### WORK TASK
Only lines with the string "Result" are wanted. Pull them out of the data.

(Stored data)

/// Overrides applied when renewing a contract
#[derive(Debug, Default, Clone)]
pub struct RenewOptions {
    pub name: Option<String>,
    pub max_hours: Option<u32>,
    pub end_at: Option<NaiveDate>,
}

/// Build the contract following `contract`: it starts the day after the end
/// date, lasts as long and keeps the same limits unless overridden.
pub fn renew(contract: &Contract, options: RenewOptions) -> Result<Contract> {
    let out_of_range =
        || BiletoError::Validation(format!("Contract '{}' cannot be renewed past the last supported date", contract.name));
    let start_at = contract.end_at.checked_add_days(Days::new(1)).ok_or_else(out_of_range)?;
    let end_at = match options.end_at {
        Some(end_at) => end_at,
        None => renewed_end(contract, start_at).ok_or_else(out_of_range)?,
    };
    let name = options
        .name
        .unwrap_or_else(|| renewed_name(&contract.name, contract.start_at.year(), start_at.year()));

    let renewed = Contract {
        id: ContractId::new(),
        organization_id: contract.organization_id.clone(),
        name,
        start_at,
        end_at,
        max_hours: options.max_hours.unwrap_or(contract.max_hours),
        time_accounting_unit: contract.time_accounting_unit,
        hours_alert: contract.hours_alert,
        date_alert: contract.date_alert,
        notes: contract.notes.clone(),
        created_at: Utc::now(),
    };
    renewed.validate()?;
    Ok(renewed)
}

/// End of the renewed period: whole months are kept as whole months,
/// otherwise the period keeps its length in days
fn renewed_end(contract: &Contract, start_at: NaiveDate) -> Option<NaiveDate> {
    let old_start = contract.start_at;
    let months = (start_at.year() - old_start.year()) * 12 + start_at.month() as i32
        - old_start.month() as i32;
    if start_at.day() == old_start.day() && months > 0 {
        if let Some(next) = start_at.checked_add_months(Months::new(months.unsigned_abs())) {
            return next.checked_sub_days(Days::new(1));
        }
    }
    let days = u64::try_from(contract.duration_days()).ok()?;
    start_at.checked_add_days(Days::new(days))
}

/// "Support 2024" becomes "Support 2025" when the new period starts in 2025
fn renewed_name(name: &str, old_year: i32, new_year: i32) -> String {
    if old_year != new_year && name.contains(&old_year.to_string()) {
        name.replace(&old_year.to_string(), &new_year.to_string())
    } else {
        name.to_string()
    }
}

/// Accounting operations against the store
pub struct ContractTimeAccounting<'a, R: Repository> {
    repo: &'a R,
}

impl<'a, R: Repository> ContractTimeAccounting<'a, R> {
    pub const fn new(repo: &'a R) -> Self {
        Self { repo }
    }

    /// Minutes already charged on a contract
    pub fn consumed(&self, contract_id: &ContractId) -> Result<u64> {
        let entries = self
            .repo
            .find::<TimeSpent, _>(|t| t.contract_id.as_ref() == Some(contract_id))?;
        Ok(consumed_minutes(contract_id, &entries))
    }

    /// The ongoing contract of an organization, the one ending first if several
    pub fn ongoing_contract(
        &self,
        organization_id: &OrganizationId,
        today: NaiveDate,
    ) -> Result<Option<Contract>> {
        let contracts = self
            .repo
            .find::<Contract, _>(|c| c.organization_id == *organization_id)?;
        self.first_ongoing(contracts, today)
    }

    /// The ongoing contract among those attached to the ticket
    pub fn ticket_contract(&self, ticket: &Ticket, today: NaiveDate) -> Result<Option<Contract>> {
        let contracts = self
            .repo
            .find::<Contract, _>(|c| ticket.contract_ids.contains(&c.id))?;
        self.first_ongoing(contracts, today)
    }

    fn first_ongoing(&self, mut contracts: Vec<Contract>, today: NaiveDate) -> Result<Option<Contract>> {
        contracts.sort_by_key(|c| c.end_at);
        for contract in contracts {
            let consumed = self.consumed(&contract.id)?;
            if contract.is_ongoing(today, consumed) {
                return Ok(Some(contract));
            }
        }
        Ok(None)
    }

    /// Record time spent on a ticket, charging its ongoing contract if any
    pub fn log_time(
        &self,
        ticket: &Ticket,
        real_minutes: u32,
        author: &UserId,
        message_id: Option<MessageId>,
    ) -> Result<Vec<TimeSpent>> {
        if real_minutes == 0 {
            return Err(BiletoError::InvalidInput(
                "Time spent must be greater than zero".to_string(),
            ));
        }

        let today = Utc::now().date_naive();
        let mut entries = match self.ticket_contract(ticket, today)? {
            Some(contract) => {
                let consumed = self.consumed(&contract.id)?;
                let entries = account(&contract, consumed, &ticket.id, real_minutes, author);
                if entries.len() > 1 {
                    tracing::info!(
                        contract = %contract.name,
                        ticket = ticket.number,
                        "contract exhausted, time spent split"
                    );
                }
                entries
            },
            None => vec![TimeSpent::new(ticket.id.clone(), real_minutes, author.clone())],
        };

        for entry in &mut entries {
            entry.message_id.clone_from(&message_id);
            self.repo.save(entry)?;
        }
        Ok(entries)
    }

    /// Attach a contract to a ticket and charge its unaccounted time spent
    pub fn attach_contract(&self, ticket: &mut Ticket, contract: &Contract) -> Result<usize> {
        if contract.organization_id != ticket.organization_id {
            return Err(BiletoError::Validation(format!(
                "Contract '{}' does not belong to the organization of ticket #{}",
                contract.name, ticket.number
            )));
        }
        ticket.attach_contract(contract.id.clone());
        self.repo.save(ticket)?;

        let consumed = self.consumed(&contract.id)?;
        let mut entries = self.repo.time_spents_of(&ticket.id)?;
        let count = account_existing(contract, consumed, &mut entries);
        for entry in entries.iter().filter(|e| e.contract_id.as_ref() == Some(&contract.id)) {
            self.repo.save(entry)?;
        }
        tracing::debug!(ticket = ticket.number, count, "accounted existing time spent");
        Ok(count)
    }

    /// Detach a contract from a ticket, releasing the time charged on it
    pub fn detach_contract(&self, ticket: &mut Ticket, contract_id: &ContractId) -> Result<()> {
        ticket.contract_ids.retain(|c| c != contract_id);
        self.repo.save(ticket)?;
        for mut entry in self.repo.time_spents_of(&ticket.id)? {
            if entry.contract_id.as_ref() == Some(contract_id) {
                unaccount(&mut entry);
                self.repo.save(&entry)?;
            }
        }
        Ok(())
    }
}

#[cfg(test)]
mod tests {
    use super::*;
    use crate::core::{ContractBuilder, ContractStatus, TicketBuilder};
    use crate::storage::FileStorage;
    use chrono::Duration;
    use tempfile::TempDir;

    fn date(s: &str) -> NaiveDate {
        NaiveDate::parse_from_str(s, "%Y-%m-%d").unwrap()
    }

    fn contract(max_hours: u32, unit: u32) -> Contract {
        ContractBuilder::new(OrganizationId::new())
            .name("Support 2024")
            .period(date("2024-01-01"), date("2024-12-31"))
            .max_hours(max_hours)
            .time_accounting_unit(unit)
            .build()
    }

    #[test]
    fn test_round_time() {
        assert_eq!(round_time(10, 0), 10);
        assert_eq!(round_time(10, 30), 30);
        assert_eq!(round_time(30, 30), 30);
        assert_eq!(round_time(31, 30), 60);
        assert_eq!(round_time(1, 15), 15);
    }

    #[test]
    fn test_round_time_saturates() {
        assert_eq!(round_time(u32::MAX, 30), u32::MAX);
        assert_eq!(round_time(u32::MAX - 1, 2), u32::MAX - 1);
        assert_eq!(round_time(u32::MAX, 0), u32::MAX);
    }

    #[test]
    fn test_account_rounds_up() {
        let contract = contract(10, 30);
        let entries = account(&contract, 0, &TicketId::new(), 20, &UserId::new());
        assert_eq!(entries.len(), 1);
        assert_eq!(entries[0].real_time, 20);
        assert_eq!(entries[0].time, 30);
        assert_eq!(entries[0].contract_id, Some(contract.id.clone()));
    }

    #[test]
    fn test_account_splits_when_contract_runs_out() {
        let contract = contract(1, 30);
        let entries = account(&contract, 30, &TicketId::new(), 50, &UserId::new());
        assert_eq!(entries.len(), 2);
        assert_eq!((entries[0].real_time, entries[0].time), (30, 30));
        assert!(entries[0].is_accounted());
        assert_eq!((entries[1].real_time, entries[1].time), (20, 20));
        assert!(!entries[1].is_accounted());
    }

    #[test]
    fn test_account_rounding_overflow_without_remainder() {
        let contract = contract(1, 30);
        let entries = account(&contract, 40, &TicketId::new(), 10, &UserId::new());
        assert_eq!(entries.len(), 1);
        assert_eq!((entries[0].real_time, entries[0].time), (10, 20));
    }

    #[test]
    fn test_account_on_exhausted_contract() {
        let contract = contract(1, 0);
        let entries = account(&contract, 60, &TicketId::new(), 15, &UserId::new());
        assert_eq!(entries.len(), 1);
        assert!(!entries[0].is_accounted());
        assert_eq!(entries[0].time, 15);
    }

    #[test]
    fn test_account_existing_stops_when_full() {
        let contract = contract(1, 15);
        let ticket = TicketId::new();
        let author = UserId::new();
        let now = Utc::now();
        let mut entries: Vec<TimeSpent> = [10, 40, 5]
            .iter()
            .enumerate()
            .map(|(i, minutes)| {
                let mut entry = TimeSpent::new(ticket.clone(), *minutes, author.clone());
                entry.created_at = now + Duration::minutes(i64::try_from(i).unwrap());
                entry
            })
            .collect();
        entries.reverse();

        let count = account_existing(&contract, 10, &mut entries);
        assert_eq!(count, 1);
        assert_eq!(entries[0].time, 15);
        assert!(entries[0].is_accounted());
        assert!(!entries[1].is_accounted());
        assert!(!entries[2].is_accounted());
    }

    #[test]
    fn test_unaccount() {
        let contract = contract(10, 30);
        let mut entry = account(&contract, 0, &TicketId::new(), 20, &UserId::new()).remove(0);
        unaccount(&mut entry);
        assert!(!entry.is_accounted());
        assert_eq!(entry.time, 20);
    }

    #[test]
    fn test_renew() {
        let mut contract = contract(10, 30);
        contract.hours_alert = 80;
        let renewed = renew(&contract, RenewOptions::default()).unwrap();
        assert_eq!(renewed.start_at, date("2025-01-01"));
        assert_eq!(renewed.end_at, date("2025-12-31"));
        assert_eq!(renewed.name, "Support 2025");
        assert_eq!(renewed.max_hours, 10);
        assert_eq!(renewed.hours_alert, 80);
        assert_ne!(renewed.id, contract.id);

        let renewed = renew(
            &contract,
            RenewOptions {
                name: Some("Premium".to_string()),
                max_hours: Some(40),
                end_at: Some(date("2025-06-30")),
            },
        )
        .unwrap();
        assert_eq!(renewed.name, "Premium");
        assert_eq!(renewed.max_hours, 40);
        assert_eq!(renewed.end_at, date("2025-06-30"));

        let invalid = renew(
            &contract,
            RenewOptions {
                end_at: Some(date("2024-06-30")),
                ..RenewOptions::default()
            },
        );
        assert!(invalid.is_err());
    }

    #[test]
    fn test_renewal_leaves_no_gap() {
        let contract = contract(10, 0);
        let renewed = renew(&contract, RenewOptions::default()).unwrap();

        for day in ["2024-12-30", "2024-12-31", "2025-01-01", "2025-12-31"] {
            let ongoing = [&contract, &renewed]
                .iter()
                .filter(|c| c.is_ongoing(date(day), 0))
                .count();
            assert_eq!(ongoing, 1, "exactly one contract covers {day}");
        }
        assert_eq!(contract.status(date("2024-12-31"), 0), ContractStatus::Ongoing);
        assert_eq!(renewed.status(date("2024-12-31"), 0), ContractStatus::Coming);
        assert_eq!(renewed.status(date("2026-01-01"), 0), ContractStatus::Finished);
    }

    #[test]
    fn test_renew_keeps_length_in_days() {
        let contract = ContractBuilder::new(OrganizationId::new())
            .name("Trial")
            .period(date("2024-03-05"), date("2024-03-14"))
            .max_hours(2)
            .build();
        let renewed = renew(&contract, RenewOptions::default()).unwrap();
        assert_eq!(renewed.start_at, date("2024-03-15"));
        assert_eq!(renewed.end_at, date("2024-03-24"));
    }

    #[test]
    fn test_renew_at_the_last_date() {
        let contract = ContractBuilder::new(OrganizationId::new())
            .name("Forever")
            .period(NaiveDate::MAX - Duration::days(30), NaiveDate::MAX)
            .max_hours(2)
            .build();
        assert!(matches!(
            renew(&contract, RenewOptions::default()),
            Err(BiletoError::Validation(_))
        ));
    }

    #[test]
    fn test_log_time_and_attach_contract() {
        let temp_dir = TempDir::new().unwrap();
        let storage = FileStorage::new(temp_dir.path().join(".bileto"));
        let accounting = ContractTimeAccounting::new(&storage);

        let today = Utc::now().date_naive();
        let organization = OrganizationId::new();
        let contract = ContractBuilder::new(organization.clone())
            .name("Support")
            .period(today - Duration::days(10), today + Duration::days(10))
            .max_hours(1)
            .time_accounting_unit(30)
            .build();
        storage.save(&contract).unwrap();

        let agent = UserId::new();
        let mut ticket = TicketBuilder::new(organization.clone(), UserId::new())
            .number(1)
            .title("Slow network")
            .build();
        storage.save(&ticket).unwrap();

        // Without contract, time is not accounted
        let entries = accounting.log_time(&ticket, 20, &agent, None).unwrap();
        assert_eq!(entries.len(), 1);
        assert!(!entries[0].is_accounted());

        assert_eq!(
            accounting.ongoing_contract(&organization, today).unwrap().map(|c| c.id),
            Some(contract.id.clone())
        );

        let count = accounting.attach_contract(&mut ticket, &contract).unwrap();
        assert_eq!(count, 1);
        assert_eq!(accounting.consumed(&contract.id).unwrap(), 30);

        let entries = accounting.log_time(&ticket, 45, &agent, None).unwrap();
        assert_eq!(entries.len(), 2);
        assert_eq!(accounting.consumed(&contract.id).unwrap(), 60);
        assert!(accounting.ticket_contract(&ticket, today).unwrap().is_none());

        accounting.detach_contract(&mut ticket, &contract.id).unwrap();
        assert_eq!(accounting.consumed(&contract.id).unwrap(), 0);
        assert!(ticket.contract_ids.is_empty());
        assert!(accounting.log_time(&ticket, 0, &agent, None).is_err());
    }

    #[test]
    fn test_attach_contract_of_other_organization_fails() {
        let temp_dir = TempDir::new().unwrap();
        let storage = FileStorage::new(temp_dir.path().join(".bileto"));
        let accounting = ContractTimeAccounting::new(&storage);
        let contract = contract(10, 0);
        let mut ticket = TicketBuilder::new(OrganizationId::new(), UserId::new())
            .title("Other")
            .build();
        assert!(accounting.attach_contract(&mut ticket, &contract).is_err());
    }
}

### SOLUTION TO THE EXERCISE
pub fn renew(contract: &Contract, options: RenewOptions) -> Result<Contract> {
    pub fn consumed(&self, contract_id: &ContractId) -> Result<u64> {
    ) -> Result<Option<Contract>> {
    pub fn ticket_contract(&self, ticket: &Ticket, today: NaiveDate) -> Result<Option<Contract>> {
    fn first_ongoing(&self, mut contracts: Vec<Contract>, today: NaiveDate) -> Result<Option<Contract>> {
    ) -> Result<Vec<TimeSpent>> {
    pub fn attach_contract(&self, ticket: &mut Ticket, contract: &Contract) -> Result<usize> {
    pub fn detach_contract(&self, ticket: &mut Ticket, contract_id: &ContractId) -> Result<()> {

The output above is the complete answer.